(Dataset entries)
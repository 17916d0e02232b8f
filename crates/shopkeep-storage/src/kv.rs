// SPDX-FileCopyrightText: 2026 Shopkeep Contributors
// SPDX-License-Identifier: MIT OR Apache-2.0

//! SQLite implementation of the key-value store backing the recovery queue.
//!
//! Every operation is a single autocommit statement on the adapter's own
//! connection. A list pop is one `DELETE ... RETURNING` statement, so each
//! pushed value is delivered to exactly one consumer, including consumers in
//! other processes sharing the database file.

use std::time::Duration;

use async_trait::async_trait;
use rusqlite::{OptionalExtension, params};
use tokio::sync::Notify;
use tokio::time::Instant;
use tracing::debug;

use shopkeep_config::model::StorageConfig;
use shopkeep_core::{AdapterType, HealthStatus, KvStore, PluginAdapter, ShopkeepError};

use crate::database::{Database, map_tr_err, now_millis};

/// SQLite-backed [`KvStore`].
pub struct SqliteKv {
    db: Database,
    poll_interval: Duration,
    pushed: Notify,
}

impl SqliteKv {
    /// Open the key-value store on the database described by `config`.
    pub async fn open(config: &StorageConfig) -> Result<Self, ShopkeepError> {
        let db = Database::open(config).await?;
        Ok(Self::from_database(db, config.poll_interval()))
    }

    /// Wrap an already opened database.
    ///
    /// `poll_interval` bounds how long a blocking pop waits before re-checking
    /// the table for values pushed by another process.
    pub fn from_database(db: Database, poll_interval: Duration) -> Self {
        Self {
            db,
            poll_interval,
            pushed: Notify::new(),
        }
    }

    /// Delete every expired entry. Returns the number removed.
    pub async fn purge_expired(&self) -> Result<usize, ShopkeepError> {
        let now = now_millis();
        let removed = self
            .db
            .connection()
            .call(move |conn| -> Result<usize, rusqlite::Error> {
                conn.execute(
                    "DELETE FROM kv_entries WHERE expires_at IS NOT NULL AND expires_at <= ?1",
                    params![now],
                )
            })
            .await
            .map_err(map_tr_err)?;
        if removed > 0 {
            debug!(removed, "purged expired entries");
        }
        Ok(removed)
    }

    async fn try_pop(&self, list_key: &str) -> Result<Option<String>, ShopkeepError> {
        let list_key = list_key.to_string();
        self.db
            .connection()
            .call(move |conn| -> Result<Option<String>, rusqlite::Error> {
                conn.query_row(
                    "DELETE FROM kv_lists
                     WHERE id = (SELECT id FROM kv_lists WHERE list_key = ?1 ORDER BY id LIMIT 1)
                     RETURNING value",
                    params![list_key],
                    |row| row.get(0),
                )
                .optional()
            })
            .await
            .map_err(map_tr_err)
    }
}

#[async_trait]
impl PluginAdapter for SqliteKv {
    fn name(&self) -> &str {
        "sqlite-kv"
    }

    fn version(&self) -> semver::Version {
        semver::Version::new(0, 1, 0)
    }

    fn adapter_type(&self) -> AdapterType {
        AdapterType::KeyValue
    }

    async fn health_check(&self) -> Result<HealthStatus, ShopkeepError> {
        self.db.ping().await?;
        Ok(HealthStatus::Healthy)
    }

    async fn shutdown(&self) -> Result<(), ShopkeepError> {
        // Wake blocked pops so they return promptly.
        self.pushed.notify_waiters();
        self.db.checkpoint().await
    }
}

#[async_trait]
impl KvStore for SqliteKv {
    async fn get(&self, key: &str) -> Result<Option<Vec<u8>>, ShopkeepError> {
        let key = key.to_string();
        let now = now_millis();
        self.db
            .connection()
            .call(move |conn| -> Result<Option<Vec<u8>>, rusqlite::Error> {
                conn.query_row(
                    "SELECT value FROM kv_entries
                     WHERE key = ?1 AND (expires_at IS NULL OR expires_at > ?2)",
                    params![key, now],
                    |row| row.get(0),
                )
                .optional()
            })
            .await
            .map_err(map_tr_err)
    }

    async fn set(
        &self,
        key: &str,
        value: Vec<u8>,
        ttl: Option<Duration>,
    ) -> Result<(), ShopkeepError> {
        let key = key.to_string();
        let expires_at = ttl.map(|ttl| {
            now_millis().saturating_add(i64::try_from(ttl.as_millis()).unwrap_or(i64::MAX))
        });
        self.db
            .connection()
            .call(move |conn| -> Result<(), rusqlite::Error> {
                conn.execute(
                    "INSERT INTO kv_entries (key, value, expires_at) VALUES (?1, ?2, ?3)
                     ON CONFLICT (key) DO UPDATE SET
                         value = excluded.value,
                         expires_at = excluded.expires_at",
                    params![key, value, expires_at],
                )?;
                Ok(())
            })
            .await
            .map_err(map_tr_err)
    }

    async fn list_push(&self, list_key: &str, value: &str) -> Result<(), ShopkeepError> {
        let list_key = list_key.to_string();
        let value = value.to_string();
        self.db
            .connection()
            .call(move |conn| -> Result<(), rusqlite::Error> {
                conn.execute(
                    "INSERT INTO kv_lists (list_key, value) VALUES (?1, ?2)",
                    params![list_key, value],
                )?;
                Ok(())
            })
            .await
            .map_err(map_tr_err)?;
        self.pushed.notify_waiters();
        Ok(())
    }

    async fn list_blocking_pop(
        &self,
        list_key: &str,
        timeout: Duration,
    ) -> Result<Option<String>, ShopkeepError> {
        let deadline = Instant::now() + timeout;
        loop {
            // Register for wakeups before checking so a push between the
            // check and the wait is not missed.
            let mut notified = std::pin::pin!(self.pushed.notified());
            notified.as_mut().enable();

            if let Some(value) = self.try_pop(list_key).await? {
                return Ok(Some(value));
            }

            let now = Instant::now();
            if now >= deadline {
                return Ok(None);
            }
            let wait = (deadline - now).min(self.poll_interval);
            let _ = tokio::time::timeout(wait, notified).await;
        }
    }

    async fn list_len(&self, list_key: &str) -> Result<usize, ShopkeepError> {
        let list_key = list_key.to_string();
        self.db
            .connection()
            .call(move |conn| -> Result<usize, rusqlite::Error> {
                conn.query_row(
                    "SELECT COUNT(*) FROM kv_lists WHERE list_key = ?1",
                    params![list_key],
                    |row| row.get(0),
                )
            })
            .await
            .map_err(map_tr_err)
    }
}

#[cfg(test)]
mod tests {
    use super::*;
    use std::collections::HashSet;
    use std::sync::Arc;
    use tempfile::tempdir;

    async fn open_kv(dir: &tempfile::TempDir) -> SqliteKv {
        let path = dir.path().join("kv.db");
        let db = Database::open_path(path.to_str().unwrap()).await.unwrap();
        SqliteKv::from_database(db, Duration::from_millis(20))
    }

    #[tokio::test]
    async fn set_then_get_returns_value() {
        let dir = tempdir().unwrap();
        let kv = open_kv(&dir).await;

        kv.set("recovery:task:a", b"first".to_vec(), None).await.unwrap();
        kv.set("recovery:task:a", b"second".to_vec(), None).await.unwrap();
        assert_eq!(
            kv.get("recovery:task:a").await.unwrap(),
            Some(b"second".to_vec())
        );
        assert_eq!(kv.get("recovery:task:missing").await.unwrap(), None);
    }

    #[tokio::test]
    async fn expired_entries_read_as_missing() {
        let dir = tempdir().unwrap();
        let kv = open_kv(&dir).await;

        kv.set("short", b"x".to_vec(), Some(Duration::from_millis(1)))
            .await
            .unwrap();
        kv.set("long", b"y".to_vec(), Some(Duration::from_secs(3600)))
            .await
            .unwrap();
        tokio::time::sleep(Duration::from_millis(10)).await;

        assert_eq!(kv.get("short").await.unwrap(), None);
        assert_eq!(kv.get("long").await.unwrap(), Some(b"y".to_vec()));
        assert_eq!(kv.purge_expired().await.unwrap(), 1);
    }

    #[tokio::test]
    async fn lists_are_fifo_and_scoped_by_key() {
        let dir = tempdir().unwrap();
        let kv = open_kv(&dir).await;

        kv.list_push("queue", "one").await.unwrap();
        kv.list_push("other", "elsewhere").await.unwrap();
        kv.list_push("queue", "two").await.unwrap();
        assert_eq!(kv.list_len("queue").await.unwrap(), 2);

        let timeout = Duration::from_millis(50);
        assert_eq!(
            kv.list_blocking_pop("queue", timeout).await.unwrap().as_deref(),
            Some("one")
        );
        assert_eq!(
            kv.list_blocking_pop("queue", timeout).await.unwrap().as_deref(),
            Some("two")
        );
        assert_eq!(kv.list_len("queue").await.unwrap(), 0);
        assert_eq!(kv.list_len("other").await.unwrap(), 1);
    }

    #[tokio::test]
    async fn blocking_pop_times_out_on_empty_list() {
        let dir = tempdir().unwrap();
        let kv = open_kv(&dir).await;

        let started = std::time::Instant::now();
        let popped = kv
            .list_blocking_pop("empty", Duration::from_millis(80))
            .await
            .unwrap();
        assert_eq!(popped, None);
        assert!(started.elapsed() >= Duration::from_millis(80));
    }

    #[tokio::test]
    async fn blocking_pop_wakes_on_push() {
        let dir = tempdir().unwrap();
        let kv = Arc::new(open_kv(&dir).await);

        let waiter = {
            let kv = Arc::clone(&kv);
            tokio::spawn(async move {
                kv.list_blocking_pop("queue", Duration::from_secs(5))
                    .await
                    .unwrap()
            })
        };
        tokio::time::sleep(Duration::from_millis(30)).await;
        kv.list_push("queue", "late").await.unwrap();

        assert_eq!(waiter.await.unwrap().as_deref(), Some("late"));
    }

    #[tokio::test]
    async fn concurrent_pops_deliver_each_value_once() {
        let dir = tempdir().unwrap();
        let kv = Arc::new(open_kv(&dir).await);
        for i in 0..20 {
            kv.list_push("queue", &format!("task-{i}")).await.unwrap();
        }

        let mut handles = Vec::new();
        for _ in 0..4 {
            let kv = Arc::clone(&kv);
            handles.push(tokio::spawn(async move {
                let mut got = Vec::new();
                while let Some(v) = kv
                    .list_blocking_pop("queue", Duration::from_millis(30))
                    .await
                    .unwrap()
                {
                    got.push(v);
                }
                got
            }));
        }

        let mut seen = HashSet::new();
        let mut total = 0;
        for handle in handles {
            for value in handle.await.unwrap() {
                total += 1;
                seen.insert(value);
            }
        }
        assert_eq!(total, 20);
        assert_eq!(seen.len(), 20);
    }

    #[tokio::test]
    async fn sqlite_kv_reports_key_value_adapter() {
        let dir = tempdir().unwrap();
        let kv = open_kv(&dir).await;
        assert_eq!(kv.name(), "sqlite-kv");
        assert_eq!(kv.adapter_type(), AdapterType::KeyValue);
        assert_eq!(kv.health_check().await.unwrap(), HealthStatus::Healthy);
    }
}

Work item = Say how many lines of the entries hold the string "long". Nothing but the number should be given.

Finished task = 3